(Data excerpts)
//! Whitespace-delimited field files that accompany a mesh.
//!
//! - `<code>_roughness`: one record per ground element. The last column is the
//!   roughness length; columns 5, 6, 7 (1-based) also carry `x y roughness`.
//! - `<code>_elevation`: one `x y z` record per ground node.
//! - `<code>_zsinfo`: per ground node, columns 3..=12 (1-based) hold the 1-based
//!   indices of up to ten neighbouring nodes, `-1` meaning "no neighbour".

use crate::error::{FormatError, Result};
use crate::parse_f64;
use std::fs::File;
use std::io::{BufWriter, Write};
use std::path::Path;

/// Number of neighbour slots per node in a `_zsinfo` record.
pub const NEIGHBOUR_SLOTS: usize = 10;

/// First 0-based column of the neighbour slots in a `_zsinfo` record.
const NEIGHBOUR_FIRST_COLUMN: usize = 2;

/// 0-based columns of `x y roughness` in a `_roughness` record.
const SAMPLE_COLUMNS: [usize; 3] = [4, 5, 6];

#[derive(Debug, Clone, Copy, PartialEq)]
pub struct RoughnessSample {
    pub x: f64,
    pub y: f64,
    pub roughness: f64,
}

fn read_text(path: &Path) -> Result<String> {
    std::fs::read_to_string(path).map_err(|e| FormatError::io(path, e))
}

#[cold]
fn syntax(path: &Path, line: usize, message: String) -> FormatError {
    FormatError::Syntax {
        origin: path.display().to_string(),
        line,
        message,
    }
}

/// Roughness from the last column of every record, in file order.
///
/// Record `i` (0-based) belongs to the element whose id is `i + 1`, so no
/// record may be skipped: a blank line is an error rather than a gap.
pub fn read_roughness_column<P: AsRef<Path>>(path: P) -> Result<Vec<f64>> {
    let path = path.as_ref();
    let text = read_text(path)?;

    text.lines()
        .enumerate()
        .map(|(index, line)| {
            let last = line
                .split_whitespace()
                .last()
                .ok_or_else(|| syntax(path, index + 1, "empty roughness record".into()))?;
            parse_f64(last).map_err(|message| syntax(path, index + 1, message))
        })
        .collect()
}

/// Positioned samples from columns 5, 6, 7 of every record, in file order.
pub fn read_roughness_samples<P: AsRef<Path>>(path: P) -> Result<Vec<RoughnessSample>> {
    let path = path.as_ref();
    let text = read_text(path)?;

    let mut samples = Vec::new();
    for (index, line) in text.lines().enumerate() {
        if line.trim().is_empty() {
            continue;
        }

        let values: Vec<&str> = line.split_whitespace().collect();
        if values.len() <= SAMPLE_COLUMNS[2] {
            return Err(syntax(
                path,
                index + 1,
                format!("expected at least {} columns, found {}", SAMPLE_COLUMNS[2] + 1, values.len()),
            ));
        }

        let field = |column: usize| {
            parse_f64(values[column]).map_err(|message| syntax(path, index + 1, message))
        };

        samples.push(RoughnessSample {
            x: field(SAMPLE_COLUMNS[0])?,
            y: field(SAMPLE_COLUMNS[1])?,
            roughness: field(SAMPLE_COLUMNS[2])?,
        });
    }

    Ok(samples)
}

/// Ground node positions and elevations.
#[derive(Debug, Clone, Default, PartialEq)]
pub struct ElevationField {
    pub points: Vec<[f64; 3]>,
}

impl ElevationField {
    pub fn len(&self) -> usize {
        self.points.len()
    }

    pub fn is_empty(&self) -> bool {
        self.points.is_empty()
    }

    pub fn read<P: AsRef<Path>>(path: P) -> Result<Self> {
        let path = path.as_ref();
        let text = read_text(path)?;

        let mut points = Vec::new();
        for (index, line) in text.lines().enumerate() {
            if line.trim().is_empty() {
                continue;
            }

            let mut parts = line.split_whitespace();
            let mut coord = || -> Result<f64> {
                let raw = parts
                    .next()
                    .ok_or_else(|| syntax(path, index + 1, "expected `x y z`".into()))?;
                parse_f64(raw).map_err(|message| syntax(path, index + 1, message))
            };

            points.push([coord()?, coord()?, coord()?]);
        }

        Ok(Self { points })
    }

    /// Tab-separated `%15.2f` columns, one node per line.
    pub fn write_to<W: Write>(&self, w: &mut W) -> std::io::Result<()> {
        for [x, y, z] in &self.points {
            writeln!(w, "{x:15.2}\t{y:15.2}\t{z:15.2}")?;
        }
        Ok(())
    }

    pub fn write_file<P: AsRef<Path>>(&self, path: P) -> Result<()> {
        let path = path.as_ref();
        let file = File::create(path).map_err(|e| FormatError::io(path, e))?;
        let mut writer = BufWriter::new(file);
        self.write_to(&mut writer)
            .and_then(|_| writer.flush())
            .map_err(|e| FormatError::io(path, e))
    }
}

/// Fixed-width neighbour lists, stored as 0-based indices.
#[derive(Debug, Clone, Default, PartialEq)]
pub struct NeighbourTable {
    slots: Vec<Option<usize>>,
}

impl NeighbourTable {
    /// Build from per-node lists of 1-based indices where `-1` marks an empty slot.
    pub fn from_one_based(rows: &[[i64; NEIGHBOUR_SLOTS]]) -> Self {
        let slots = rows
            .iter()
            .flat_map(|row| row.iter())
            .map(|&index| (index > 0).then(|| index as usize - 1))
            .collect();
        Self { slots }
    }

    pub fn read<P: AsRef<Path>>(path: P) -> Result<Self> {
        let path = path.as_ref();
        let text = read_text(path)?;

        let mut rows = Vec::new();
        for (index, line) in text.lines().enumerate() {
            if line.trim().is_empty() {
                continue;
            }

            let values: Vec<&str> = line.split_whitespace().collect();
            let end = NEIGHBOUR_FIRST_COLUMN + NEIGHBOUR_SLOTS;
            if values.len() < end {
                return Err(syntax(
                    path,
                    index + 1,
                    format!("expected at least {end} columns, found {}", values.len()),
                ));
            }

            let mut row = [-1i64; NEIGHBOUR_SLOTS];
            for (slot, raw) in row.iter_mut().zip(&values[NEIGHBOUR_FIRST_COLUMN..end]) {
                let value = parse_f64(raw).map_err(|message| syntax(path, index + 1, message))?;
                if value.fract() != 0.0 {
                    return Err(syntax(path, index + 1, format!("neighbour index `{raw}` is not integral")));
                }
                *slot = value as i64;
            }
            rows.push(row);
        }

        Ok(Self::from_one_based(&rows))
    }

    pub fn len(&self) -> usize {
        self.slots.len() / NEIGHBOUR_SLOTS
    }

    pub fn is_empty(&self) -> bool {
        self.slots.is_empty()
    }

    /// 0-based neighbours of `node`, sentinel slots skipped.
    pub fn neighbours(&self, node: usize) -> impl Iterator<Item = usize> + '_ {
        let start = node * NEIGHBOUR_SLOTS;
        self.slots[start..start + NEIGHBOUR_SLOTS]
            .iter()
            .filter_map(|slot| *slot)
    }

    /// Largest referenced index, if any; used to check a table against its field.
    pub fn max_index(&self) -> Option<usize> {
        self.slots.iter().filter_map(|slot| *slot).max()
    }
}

* **WHAT NEEDS TO BE DONE**
Which lines in the data above contain "order"? Show each one.

* **ANSWER SPACE**
/// Roughness from the last column of every record, in file order.
/// Positioned samples from columns 5, 6, 7 of every record, in file order.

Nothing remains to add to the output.